L’Etat hébreu a affiché une approche conceptuelle nouvelle dans sa campagne en Syrie. Ainsi, dans une interview aux médias britanniques, l’ancien commandant de Tsahal, Gadi Eizenkot a réaffirmé que son pays aidait l’opposition syrienne, au sud de la Syrie, avec de l’argent et des armes. Un peu plus tôt, Benjamin Netanyahu avait reconnu qu’Israël était l’auteur d’une frappe de missiles contre le territoire syrien. Jusque-là, l’Etat hébreu s’était efforcé de cacher son implication dans de telles opérations.

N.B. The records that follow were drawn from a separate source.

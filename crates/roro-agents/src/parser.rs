use crate::error::AgentError;

/// One decoded line of the CLI's stream-json output.
#[derive(Debug, Clone, PartialEq)]
pub enum StreamEvent {
    /// Incremental assistant text.
    Fragment(String),
    /// Terminal event; the fragment sequence is complete.
    Done,
    /// Bookkeeping events (session init, tool traffic) with no text payload.
    Meta,
}

/// Decode one stdout line of `claude --output-format stream-json`.
///
/// Recognized event types:
/// - `assistant` → a fragment (the message's text blocks, concatenated),
///   or metadata when the message carries no text (tool-use only)
/// - `result` → end of stream
/// - `system` / `user` → metadata
///
/// Anything else (a non-JSON line, a missing `type`, an unknown type)
/// is an unrecognized shape and fails the stream.
pub fn parse_stream_line(line: &str) -> Result<StreamEvent, AgentError> {
    let event: serde_json::Value = serde_json::from_str(line)
        .map_err(|e| AgentError::Shape(format!("not a JSON event: {e}")))?;

    match event.get("type").and_then(|t| t.as_str()) {
        Some("assistant") => Ok(fragment_text(&event)
            .map(StreamEvent::Fragment)
            .unwrap_or(StreamEvent::Meta)),
        Some("result") => Ok(StreamEvent::Done),
        Some("system") | Some("user") => Ok(StreamEvent::Meta),
        Some(other) => Err(AgentError::Shape(format!("unknown event type: {other}"))),
        None => Err(AgentError::Shape("event without a type field".to_string())),
    }
}

/// Concatenated text blocks of an assistant message event.
fn fragment_text(event: &serde_json::Value) -> Option<String> {
    let blocks = event.get("message")?.get("content")?.as_array()?;

    let mut text = String::new();
    for block in blocks {
        if block.get("type").and_then(|t| t.as_str()) == Some("text") {
            if let Some(chunk) = block.get("text").and_then(|t| t.as_str()) {
                text.push_str(chunk);
            }
        }
    }

    if text.is_empty() {
        None
    } else {
        Some(text)
    }
}

#[cfg(test)]
mod tests {
    use super::*;

    #[test]
    fn assistant_event_yields_fragment() {
        let line = r#"{"type":"assistant","message":{"content":[{"type":"text","text":"Risk On "}]}}"#;
        assert_eq!(
            parse_stream_line(line).unwrap(),
            StreamEvent::Fragment("Risk On ".to_string())
        );
    }

    #[test]
    fn assistant_text_blocks_are_concatenated() {
        let line = r#"{"type":"assistant","message":{"content":[
            {"type":"text","text":"62.50% "},
            {"type":"text","text":"this week"}
        ]}}"#;
        assert_eq!(
            parse_stream_line(line).unwrap(),
            StreamEvent::Fragment("62.50% this week".to_string())
        );
    }

    #[test]
    fn tool_use_only_message_is_meta() {
        let line = r#"{"type":"assistant","message":{"content":[{"type":"tool_use","name":"WebSearch","input":{}}]}}"#;
        assert_eq!(parse_stream_line(line).unwrap(), StreamEvent::Meta);
    }

    #[test]
    fn result_event_terminates() {
        let line = r#"{"type":"result","subtype":"success","result":"done"}"#;
        assert_eq!(parse_stream_line(line).unwrap(), StreamEvent::Done);
    }

    #[test]
    fn system_and_user_events_are_meta() {
        let init = r#"{"type":"system","subtype":"init","model":"claude-3-5-haiku-latest"}"#;
        let tool_result = r#"{"type":"user","message":{"content":[{"type":"tool_result"}]}}"#;
        assert_eq!(parse_stream_line(init).unwrap(), StreamEvent::Meta);
        assert_eq!(parse_stream_line(tool_result).unwrap(), StreamEvent::Meta);
    }

    #[test]
    fn plain_text_line_is_unrecognized_shape() {
        let result = parse_stream_line("not json at all");
        assert!(matches!(result, Err(AgentError::Shape(_))));
    }

    #[test]
    fn unknown_event_type_is_unrecognized_shape() {
        let result = parse_stream_line(r#"{"type":"surprise"}"#);
        assert!(matches!(result, Err(AgentError::Shape(_))));
    }

    #[test]
    fn event_without_type_is_unrecognized_shape() {
        let result = parse_stream_line(r#"{"message":"hello"}"#);
        assert!(matches!(result, Err(AgentError::Shape(_))));
    }
}
//! RORO - Risk On / Risk Off macro analyst team.
//!
//! Configures a team of prompt-driven macro analyst agents backed by the
//! Claude CLI, fans one top-level query out to the members, and has the
//! team lead synthesize their reports into a final assessment.
//!
//! # Library Usage
//!
//! ```rust,no_run
//! use roro::models::config::RoroConfig;
//!
//! # async fn run() -> Result<(), roro::agents::AgentError> {
//! let config = RoroConfig::default();
//! let report = roro::run_query(&config, roro::DEFAULT_QUERY).await?;
//! println!("{}", report.answer);
//! # Ok(())
//! # }
//! ```

pub use roro_agents as agents;
pub use roro_models as models;

use std::sync::Arc;
use std::time::Duration;

use roro_agents::{AgentError, AgentInvoker, ClaudeCliInvoker, InvocationMode, Team, TeamReport};
use roro_models::config::RoroConfig;

/// The standing weekly question the team is asked when none is given.
pub const DEFAULT_QUERY: &str =
    "What is the Risk On and Risk Off probability for this week and next week?";

/// Build the agent team from configuration.
pub fn build_team(config: &RoroConfig) -> Team {
    Team::from_config(&config.agents)
}

/// Build the CLI-backed invoker the team runs on.
pub fn build_invoker(config: &RoroConfig) -> Arc<dyn AgentInvoker> {
    Arc::new(ClaudeCliInvoker::new(
        InvocationMode::Complete,
        Duration::from_secs(config.agents.member_timeout_seconds),
    ))
}

/// Run one top-level query through a team on a given invoker, bounded by
/// a total wall-clock timeout.
pub async fn run_query_with(
    team: &Team,
    invoker: Arc<dyn AgentInvoker>,
    question: &str,
    total_timeout: Duration,
) -> Result<TeamReport, AgentError> {
    tokio::time::timeout(total_timeout, team.run(invoker, question))
        .await
        .map_err(|_| AgentError::Timeout(total_timeout.as_secs()))?
}

/// Run one top-level query using the configured team and backend.
pub async fn run_query(config: &RoroConfig, question: &str) -> Result<TeamReport, AgentError> {
    let team = build_team(config);
    let invoker = build_invoker(config);
    let total_timeout = Duration::from_secs(config.agents.total_timeout_seconds);
    run_query_with(&team, invoker, question, total_timeout).await
}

Pour Le Figaro, le risque de l’escalade est clairement assumé.
L’aviation israélienne a mené, lundi 21 janvier, des raids d’une rare intensité contre des positions iraniennes en Syrie. Ces attaques se sont accompagnées d’un changement de cap dans la politique de communication de l’Etat hébreu. Les Forces israéliennes de défense (IDF) ont rendu compte, sans tarder, de leurs activités dans le ciel syrien, alors qu’elles avaient observé le silence sur les centaines de bombardements effectués, depuis le déclenchement de la guerre en Syrie, contre des cibles militaires iraniennes ou contre la milice libanaise du Hezbollah, alliée de Téhéran. Les porte-parole de Tsahal ont détaillé les cibles visées avec une étonnante volonté de transparence.
L’armée israélienne a frappé des entrepôts d’armes, dont l’un était situé à l’aéroport international de Damas, une base de renseignement et un camp d’entraînement dans le sud. La dizaine de sites frappés appartiendraient à la force d’élite iranienne al-Qods, chargée des opérations extérieures du corps des Gardiens de la Révolution
Pour l’hebdomadaire Le Point, on peut parler d’une autre guerre de Syrie.

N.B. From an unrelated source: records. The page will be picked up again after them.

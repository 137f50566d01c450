use anyhow::{Context, Result};
use clap::Parser;
use tracing_subscriber::EnvFilter;

use roro_models::config::RoroConfig;

#[derive(Parser, Debug)]
#[command(name = "roro", about = "Risk On / Risk Off macro analyst agent team")]
struct Cli {
    /// Path to configuration file
    #[arg(short, long, default_value = "config/roro.toml")]
    config: String,

    /// Question to put to the team (defaults to the weekly Risk On/Risk Off query)
    #[arg(short, long)]
    query: Option<String>,

    /// Print the full team report as JSON instead of the answer text
    #[arg(long)]
    json: bool,

    /// Pretty-print the JSON output
    #[arg(long)]
    pretty: bool,
}

#[tokio::main]
async fn main() -> Result<()> {
    // Initialize tracing (respects RUST_LOG env var)
    tracing_subscriber::fmt()
        .with_env_filter(EnvFilter::from_default_env())
        .with_writer(std::io::stderr)
        .init();

    let cli = Cli::parse();

    let config: RoroConfig = match std::fs::read_to_string(&cli.config) {
        Ok(raw) => {
            toml::from_str(&raw).with_context(|| format!("Failed to parse config: {}", cli.config))?
        }
        Err(e) if e.kind() == std::io::ErrorKind::NotFound => {
            tracing::info!(path = %cli.config, "No config file found, using defaults");
            RoroConfig::default()
        }
        Err(e) => {
            return Err(e).with_context(|| format!("Failed to read config: {}", cli.config));
        }
    };

    let question = cli.query.as_deref().unwrap_or(roro::DEFAULT_QUERY);

    let report = roro::run_query(&config, question)
        .await
        .map_err(|e| anyhow::anyhow!("Team run failed: {e}"))?;

    if cli.json {
        let output = if cli.pretty {
            serde_json::to_string_pretty(&report)?
        } else {
            serde_json::to_string(&report)?
        };
        println!("{output}");
    } else {
        println!("{}", report.answer);
    }

    Ok(())
}
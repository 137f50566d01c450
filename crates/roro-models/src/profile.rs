use serde::{Deserialize, Serialize};

/// An immutable agent configuration: a model binding, an ordered list of
/// tool capabilities, and a natural-language instruction list. Constructed
/// once at startup and never mutated.
#[derive(Debug, Clone, Serialize, Deserialize, PartialEq)]
pub struct AgentProfile {
    pub name: String,
    pub model: String,
    /// Tool capabilities the agent may invoke autonomously. These are
    /// opaque to this system; they are handed to the backend verbatim.
    pub tools: Vec<String>,
    pub instructions: Vec<String>,
    pub description: String,
}
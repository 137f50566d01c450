use chrono::{DateTime, Utc};
use serde::{Deserialize, Serialize};

#[derive(Debug, Clone, Copy, Serialize, Deserialize, PartialEq, Eq)]
#[serde(rename_all = "snake_case")]
pub enum Role {
    User,
    Assistant,
}

/// One entry in a conversation history. Histories are append-only for the
/// lifetime of an interactive session; nothing is persisted across runs.
#[derive(Debug, Clone, Serialize, Deserialize, PartialEq)]
pub struct ChatMessage {
    pub role: Role,
    pub content: String,
    pub sent_at: DateTime<Utc>,
}

impl ChatMessage {
    pub fn user(content: impl Into<String>) -> Self {
        Self {
            role: Role::User,
            content: content.into(),
            sent_at: Utc::now(),
        }
    }

    pub fn assistant(content: impl Into<String>) -> Self {
        Self {
            role: Role::Assistant,
            content: content.into(),
            sent_at: Utc::now(),
        }
    }
}
//! Test support: scripted invokers and fragment streams for exercising
//! conversation and team logic without the Claude CLI.

use std::collections::VecDeque;

use async_trait::async_trait;
use tokio::sync::Mutex;

use roro_models::{AgentProfile, ChatMessage};

use crate::error::AgentError;
use crate::invoker::AgentInvoker;
use crate::reply::{AgentReply, FragmentStream};

/// What a scripted invoker should produce for one invocation.
pub enum ScriptedReply {
    /// A complete response object.
    Complete(String),
    /// A stream yielding these fragments, then a clean end of stream.
    Fragments(Vec<String>),
    /// A stream yielding these fragments, then failing mid-stream.
    BrokenStream(Vec<String>, String),
    /// The invocation itself fails.
    Fail(String),
}

/// An invoker that pops scripted replies in order and records every
/// request it sees.
pub struct ScriptedInvoker {
    replies: Mutex<VecDeque<ScriptedReply>>,
    requests: Mutex<Vec<(String, Vec<ChatMessage>)>>,
}

impl ScriptedInvoker {
    pub fn new(replies: Vec<ScriptedReply>) -> Self {
        Self {
            replies: Mutex::new(replies.into()),
            requests: Mutex::new(Vec::new()),
        }
    }

    /// Every (profile name, history) pair this invoker has served, in
    /// invocation order.
    pub async fn requests(&self) -> Vec<(String, Vec<ChatMessage>)> {
        self.requests.lock().await.clone()
    }
}

#[async_trait]
impl AgentInvoker for ScriptedInvoker {
    async fn invoke(
        &self,
        profile: &AgentProfile,
        history: &[ChatMessage],
    ) -> Result<AgentReply, AgentError> {
        self.requests
            .lock()
            .await
            .push((profile.name.clone(), history.to_vec()));

        let next = self
            .replies
            .lock()
            .await
            .pop_front()
            .unwrap_or_else(|| ScriptedReply::Fail("script exhausted".to_string()));

        match next {
            ScriptedReply::Complete(text) => Ok(AgentReply::Complete(text)),
            ScriptedReply::Fragments(fragments) => {
                let mut steps: Vec<Result<Option<String>, AgentError>> =
                    fragments.into_iter().map(|f| Ok(Some(f))).collect();
                steps.push(Ok(None));
                Ok(AgentReply::Stream(FragmentStream::scripted(steps)))
            }
            ScriptedReply::BrokenStream(fragments, error) => {
                let mut steps: Vec<Result<Option<String>, AgentError>> =
                    fragments.into_iter().map(|f| Ok(Some(f))).collect();
                steps.push(Err(AgentError::Cli(error)));
                Ok(AgentReply::Stream(FragmentStream::scripted(steps)))
            }
            ScriptedReply::Fail(error) => Err(AgentError::Cli(error)),
        }
    }
}

/// A minimal profile for tests.
pub fn test_profile(name: &str) -> AgentProfile {
    AgentProfile {
        name: name.to_string(),
        model: "claude-3-5-haiku-latest".to_string(),
        tools: Vec::new(),
        instructions: vec!["Answer plainly.".to_string()],
        description: "Test agent.".to_string(),
    }
}

#[cfg(test)]
mod tests {
    use super::*;

    #[tokio::test]
    async fn scripted_invoker_records_requests() {
        let invoker = ScriptedInvoker::new(vec![ScriptedReply::Complete("ok".to_string())]);
        let profile = test_profile("recorder");
        let history = vec![ChatMessage::user("hello")];

        let reply = invoker.invoke(&profile, &history).await.unwrap();
        assert_eq!(reply.collect().await.unwrap(), "ok");

        let requests = invoker.requests().await;
        assert_eq!(requests.len(), 1);
        assert_eq!(requests[0].0, "recorder");
        assert_eq!(requests[0].1[0].content, "hello");
    }

    #[tokio::test]
    async fn exhausted_script_fails() {
        let invoker = ScriptedInvoker::new(vec![]);
        let result = invoker
            .invoke(&test_profile("x"), &[ChatMessage::user("hi")])
            .await;
        assert!(result.is_err());
    }
}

Si la guerre entre Bachar Al-Assad et ses opposants est sur le point de s’achever en Syrie, après huit ans d’un conflit dévastateur qui a fait plus de 360.000 morts et des millions de déplacés et que l’organisation Etat islamique a perdu son califat autoproclamé en 2014 à cheval entre l’Irak et la Syrie, une autre guerre redouble actuellement d’intensité au Levant. Elle oppose l’armée de l’air israélienne aux forces al-Qods, les combattants de la branche extérieure des Gardiens de la Révolution iraniens.

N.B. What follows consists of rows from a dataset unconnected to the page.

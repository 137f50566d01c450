pub mod chat;
pub mod claude_cli;
pub mod error;
pub mod invoker;
pub mod parser;
pub mod prompts;
pub mod reply;
pub mod team;

pub mod test_support;

pub use chat::ChatSession;
pub use error::AgentError;
pub use invoker::{AgentInvoker, ClaudeCliInvoker, InvocationMode};
pub use reply::{AgentReply, FragmentStream};
pub use team::{MemberReport, Team, TeamReport};
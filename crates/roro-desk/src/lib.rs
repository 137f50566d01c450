pub mod command;
pub mod error;
pub mod render;
pub mod session;

pub use command::Command;
pub use error::DeskError;
pub use session::{DeskSession, FetchedSeries};
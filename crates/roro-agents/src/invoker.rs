use std::time::Duration;

use async_trait::async_trait;
use roro_models::{AgentProfile, ChatMessage};

use crate::claude_cli::{invoke_claude, spawn_claude_stream, ClaudeCliConfig};
use crate::error::AgentError;
use crate::prompts::{render_transcript, system_prompt};
use crate::reply::AgentReply;

/// How the backend should deliver its reply.
#[derive(Debug, Clone, Copy, PartialEq, Eq, Default)]
pub enum InvocationMode {
    /// One complete response object.
    #[default]
    Complete,
    /// A lazy fragment sequence.
    Streaming,
}

/// Seam between conversation logic and the external agent backend.
/// Mockable for testing.
#[async_trait]
pub trait AgentInvoker: Send + Sync {
    async fn invoke(
        &self,
        profile: &AgentProfile,
        history: &[ChatMessage],
    ) -> Result<AgentReply, AgentError>;
}

/// An invoker backed by the `claude` CLI.
pub struct ClaudeCliInvoker {
    pub mode: InvocationMode,
    pub timeout: Duration,
}

impl ClaudeCliInvoker {
    pub fn new(mode: InvocationMode, timeout: Duration) -> Self {
        Self { mode, timeout }
    }

    fn cli_config(&self, profile: &AgentProfile) -> ClaudeCliConfig {
        ClaudeCliConfig {
            model: profile.model.clone(),
            timeout: self.timeout,
            tools: profile.tools.clone(),
        }
    }
}

#[async_trait]
impl AgentInvoker for ClaudeCliInvoker {
    async fn invoke(
        &self,
        profile: &AgentProfile,
        history: &[ChatMessage],
    ) -> Result<AgentReply, AgentError> {
        let system = system_prompt(profile);
        let prompt = render_transcript(history);
        let config = self.cli_config(profile);

        match self.mode {
            InvocationMode::Complete => Ok(AgentReply::Complete(
                invoke_claude(&system, &prompt, &config).await?,
            )),
            InvocationMode::Streaming => Ok(AgentReply::Stream(spawn_claude_stream(
                &system, &prompt, &config,
            )?)),
        }
    }
}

«L’aviation a porté hier soir un coup sévère contre des cibles iraniennes en Syrie après que l’Iran eut tiré de là-bas un missile vers Israël», a déclaré, ce lundi 21 janvier, le Premier ministre israélien, Benjamin Netanyahu, lors de l’inauguration d’un nouvel aéroport près de la mer Rouge. «Nous ne laissons pas passer de tels actes d’agression, ni les efforts de l’Iran pour s’établir militairement en Syrie».
Une fermeté qui tranche avec l’inquiétude qu’a provoquée en Israël l’annonce surprise, il y a un mois, de Donald Trump de retirer ses forces spéciales (2.000 soldats) de Syrie, ouvrant un boulevard à la République islamique et à ses milices chiites. «Tous ceux qui se demandaient si Israël allait réagir contre l’Iran après les déclarations de Donald Trump ont leur réponse», souligne une source diplomatique.
A en croire le ministère russe de la Défense, cité par l’agence de presse officielle Spoutnik, c’est l’aviation israélienne qui aurait entamé les hostilités qui ont fait, d’après Moscou, quatre morts du côté de l’armée syrienne.
Le 17 septembre, un grave incident avait opposé les deux pays, lorsque l’incursion en Syrie de l’aviation israélienne avait déclenché des tirs de représailles de la DCA syrienne, qui avait abattu un avion militaire russe avec quinze passagers à bord. Dès lors, Moscou a accepté de livrer à Damas son système de missile S-300, plus avancé, compliquant la tâche de Tsahal en Syrie. Depuis, l’armée israélienne avait considérablement réduit ses opérations contre l’Iran en Syrie.
On est de toute évidence entré dans une nouvelle phase d’une «drôle» de guerre en Syrie.